Le levier 2 veut optimiser les secteurs déjà urbanisés et favoriser le renouvellement urbain. On sait que 80% de la ville de 2050 existe déjà, mais le rapport insiste sur le fait que le recyclage urbain, c’est plus complexe et plus coûteux. « Il ne faut pas se dire, développe Anne Fraisse, que le modèle économique actuel de l’aménagement pourrait être transposé dans le renouvellement urbain. Cela ne marchera pas. » Et, de fait, la feuille de route élaborée par la filière elle-même énumère une série de mesures à prendre pour permettre qu’une nouvelle chaîne de valeur puisse se mettre en place, comme moteur de transformation de la ville existante.

Des mesures ont été pensées autour de la mutation des zones pavillonnaires avec la proposition d’ouvrir la proposition d’OAP avec coefficients de densité minimum dans certains secteurs pour certaines zones « bien choisies par les collectivités locales qui connaissent bien leur territoire ».

Autre mesure dans le sens de créer une nouvelle chaîne de valeur qui permette le renouvellement urbain : donner des outils financiers aux collectivités pour financer cette intensité. Typiquement reviennent sur le tapis des idées déjà débattues, et notamment celle de capter l’enrichissement sans cause généré par les infrastructures publiques.
Ainsi, précise Anne Fraisse, « on imagine une modulation de la taxe sur le foncier bâti qui puisse permettre dans le périmètre de 300 m ou 500 m autour des pôles de transports en commun d’imposer une « sur-taxe » qui apporte des ressources pour aller vers la transformation.

Un autre champ de mesure concerne la mutation des zones d’activité et des zones commerciales. Notamment, les rapporteurs souhaitent qu’on autorise le transfert des droits d’exploitation commerciale obtenus en CDAC. « C’est impossible aujourd’hui et c’est bloquant pour le réaménagement et pour faire muter plus rapidement ces zones en zones mixtes ».

D’autres mesures, mais « moins abouties aujourd’hui », veulent favoriser l’introduction d’une mixité fonctionnelle dans ces zones.

« J’ai une attention particulière », avoue Anne Fraisse qui dit avoir fait rajouter ce point explicitement, « à ce qu’on garde une place claire, dans la façon de penser la diminution des émissions carbone de la ville, pour l’activité économique, tant l’industrie que celle du quotidien. » Plus explicitement, elle souligne que « toute l’activité économique ne sera pas en pied d’immeubles – il ne faut pas rêver : je suis toulousaine, et les avions d’Airbus, on ne les assemble pas en pieds d’immeubles ». Evoquant les chantiers de la planification écologique, et ceux lancés par le Président de la République pour la réindustrialisation de la France, Anne Fraisse nous dit « souhaiter qu’on ait à la fois des zones d’activités économiques offrant plus de services aux entreprises, d’autres qu’on reconvertit, et du foncier qu’on garde pour des projets industriels hors normes. »
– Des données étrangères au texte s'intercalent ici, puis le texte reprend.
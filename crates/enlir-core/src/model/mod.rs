//! Typed Enlir entities and the containers that carry them between stages
//!
//! Every entity carries a dense `Id` assigned at transform time (starting at
//! 1) and a human-readable `description`. Link fields start at 0 / empty and
//! are only filled in by the merge.

macro_rules! impl_record {
    ($ty:ty) => {
        impl $crate::model::Record for $ty {
            fn id(&self) -> $crate::model::Id {
                self.id
            }

            fn description(&self) -> &str {
                &self.description
            }
        }
    };
    ($ty:ty, $label:ident) => {
        impl $crate::model::Record for $ty {
            fn id(&self) -> $crate::model::Id {
                self.id
            }

            fn description(&self) -> &str {
                &self.description
            }

            fn label(&self) -> &str {
                &self.$label
            }
        }
    };
}
pub(crate) use impl_record;

mod ability;
mod character;
mod container;
mod equipment;
mod event;

pub use ability::{
    Ability, BraveAction, Command, LimitBreak, OrbRequirement, Other, OtherSource, SoulBreak,
    Status, SynchroCommand,
};
pub use character::{
    Character, LegendMateria, LegendSphere, RecordMateria, RecordSphere, StatsByLevelInfo,
};
pub use container::{EntityKind, IdLists, MergeResultsContainer, TransformResultsContainer};
pub use equipment::{Magicite, MagiciteSkill, Relic};
pub use event::{Event, Experience, Mission, MissionReward};

use serde::{Deserialize, Serialize};

/// Entity id; 0 means "unresolved" and never denotes a real record
pub type Id = u32;

/// Common surface of every entity collection member
pub trait Record {
    fn id(&self) -> Id;

    fn description(&self) -> &str;

    /// Most recognizable name, used for `(id, label)` lookup lists
    fn label(&self) -> &str {
        self.description()
    }
}

/// Combat profile shared by abilities, soul breaks, commands and the rest
#[derive(Debug, Clone, Default, PartialEq, Serialize, Deserialize)]
pub struct ActionProfile {
    /// Id from the AbilityType list
    pub ability_type: Id,
    /// Id from the TargetType list
    pub target_type: Id,
    /// Id from the AutoTargetType list
    pub auto_target_type: Id,
    /// Id from the DamageFormulaType list
    pub damage_formula_type: Id,
    /// Damage or healing multiplier
    pub multiplier: f64,
    /// Ids from the Element list
    pub elements: Vec<Id>,
    /// Cast time in seconds
    pub cast_time: f64,
    /// Effect text; bracketed tokens name statuses
    pub effects: String,
    /// Can trigger counters
    pub is_counterable: bool,
}

/// Character or equipment stat line
#[derive(Debug, Clone, Copy, Default, PartialEq, Eq, Serialize, Deserialize)]
pub struct StatBlock {
    pub hp: i64,
    pub atk: i64,
    pub def: i64,
    pub mag: i64,
    pub res: i64,
    pub mnd: i64,
    pub acc: i64,
    pub eva: i64,
    pub spd: i64,
}
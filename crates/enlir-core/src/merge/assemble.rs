use crate::model::{IdLists, MergeResultsContainer, Record, TransformResultsContainer};
use crate::type_list::{IdLabel, ALL_TYPE_LISTS};

fn id_labels<T: Record>(items: &[T]) -> Vec<IdLabel> {
    items
        .iter()
        .map(|item| IdLabel::new(item.id(), item.label()))
        .collect()
}

/// Move the merged collections into the result container and derive the
/// type-list tables and `(id, label)` lists
pub(crate) fn assemble(graph: TransformResultsContainer) -> MergeResultsContainer {
    let type_lists = ALL_TYPE_LISTS
        .iter()
        .map(|list| (list.name.to_string(), list.to_id_labels()))
        .collect();

    let id_lists = IdLists {
        abilities: id_labels(&graph.abilities),
        characters: id_labels(&graph.characters),
        commands: id_labels(&graph.commands),
        synchro_commands: id_labels(&graph.synchro_commands),
        brave_actions: id_labels(&graph.brave_actions),
        events: id_labels(&graph.events),
        experiences: id_labels(&graph.experiences),
        legend_materias: id_labels(&graph.legend_materias),
        legend_spheres: id_labels(&graph.legend_spheres),
        magicite_skills: id_labels(&graph.magicite_skills),
        magicites: id_labels(&graph.magicites),
        missions: id_labels(&graph.missions),
        others: id_labels(&graph.others),
        record_materias: id_labels(&graph.record_materias),
        record_spheres: id_labels(&graph.record_spheres),
        relics: id_labels(&graph.relics),
        soul_breaks: id_labels(&graph.soul_breaks),
        limit_breaks: id_labels(&graph.limit_breaks),
        statuses: id_labels(&graph.statuses),
    };

    let TransformResultsContainer {
        abilities,
        characters,
        commands,
        synchro_commands,
        brave_actions,
        events,
        experiences,
        legend_materias,
        legend_spheres,
        magicite_skills,
        magicites,
        missions,
        others,
        record_materias,
        record_spheres,
        relics,
        soul_breaks,
        limit_breaks,
        statuses,
    } = graph;

    MergeResultsContainer {
        abilities,
        characters,
        commands,
        synchro_commands,
        brave_actions,
        events,
        experiences,
        legend_materias,
        legend_spheres,
        magicite_skills,
        magicites,
        missions,
        others,
        record_materias,
        record_spheres,
        relics,
        soul_breaks,
        limit_breaks,
        statuses,
        type_lists,
        id_lists,
    }
}

#[cfg(test)]
mod tests {
    use super::*;
    use crate::fixtures;
    use crate::model::EntityKind;

    #[test]
    fn test_assemble_builds_lookup_lists() {
        let graph = fixtures::sample_graph();
        let relic_count = graph.relics.len();

        let results = assemble(graph);

        assert_eq!(results.type_lists.len(), ALL_TYPE_LISTS.len());
        assert_eq!(results.type_lists["Element"][3], IdLabel::new(3, "Fire"));
        assert_eq!(results.id_list(EntityKind::Relic).len(), relic_count);
        // relics have no dedicated label field and fall back to the description
        assert_eq!(results.id_lists.relics[0].label, "Buster Sword (Cloud)");
        assert_eq!(results.id_lists.soul_breaks[0].label, "Braver");
    }
}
Il faut l’introduire dans la planification de la décarbonation, insiste-t-elle, en précisant que France Industrie a été auditionné par le groupe de travail. « C’est un peu le parent oublié de la planification. Quand on pense la ville c’est souvent uniquement par le logement. Certes, les fonciers industriels rapportent moins, mais ils sont essentiels à la vie du territoire.  » Le rapport ne va pas à ce stade jusqu’à dire comment faire jouer une péréquation foncière en faveur de l’industrie – c’est un chantier à venir -, mais demande qu’elle soit intégrée à la planification territoriale.

Un « scoring décarbonation » des opérations d’aménagement

Les opérations d’aménagement sont une forme de l’acte d’aménager, précise Anne Fraisse. Elles seront traitées de façon spécifique dans l’optique de décarbonation de la filière. « On voudrait pousser un scoring des opérations d’aménagement en fonction de leur degré de contribution à la décarbonation. Certes, aujourd’hui des opérations sont intéressantes dans leur approche de la décarbonation, mais on les met toutes au même niveau même celles qui sont en extension urbaine. Aucune n’est pénalisée par les services de l’Etat en phase procédure. Or, si on veut faire un enjeu majeur de la décarbonation, il faut faire une hiérarchie et trier les priorités dans l’opération », développe-t-elle.

Mais la priorité à la décarbonation irait plus loin. Le photovoltaïque est interdit en toiture en zones patrimoniale, développe-t-elle, mais compte tenu de son apport en décarbonation, la possibilité d’en installer devrait primer sur d’autres considérations du droit, comme la protection du patrimoine.

La grille de critères n’est pas à ce stade échafaudée. Mais l’idée est là d’imposer un scoring d’une opération d’aménagement, pour qu’il soit un élément d’appréciation dans le déroulement des procédures. Une idée pas encore validée.

L’action foncière publique en première ligne

Le troisième levier aborde de façon détaillée les mesures en faveur de la mobilisation de l’action foncière publique. Le foncier nu ou bâti est la matière première de tout acte d’aménager, et la conjoncture actuelle du secteur de l’immobilier rappelle tous les jours l’actualité de cette vérité première.
Dans ce sens, le rapport encourage la généralisation des EPF, et liste des mesures à même de faciliter leur intervention en reconversion du foncier bâti : durées de portage, création de filiales…

Un nouveau modèle économique pour un logement conçu comme un « bien d’usage »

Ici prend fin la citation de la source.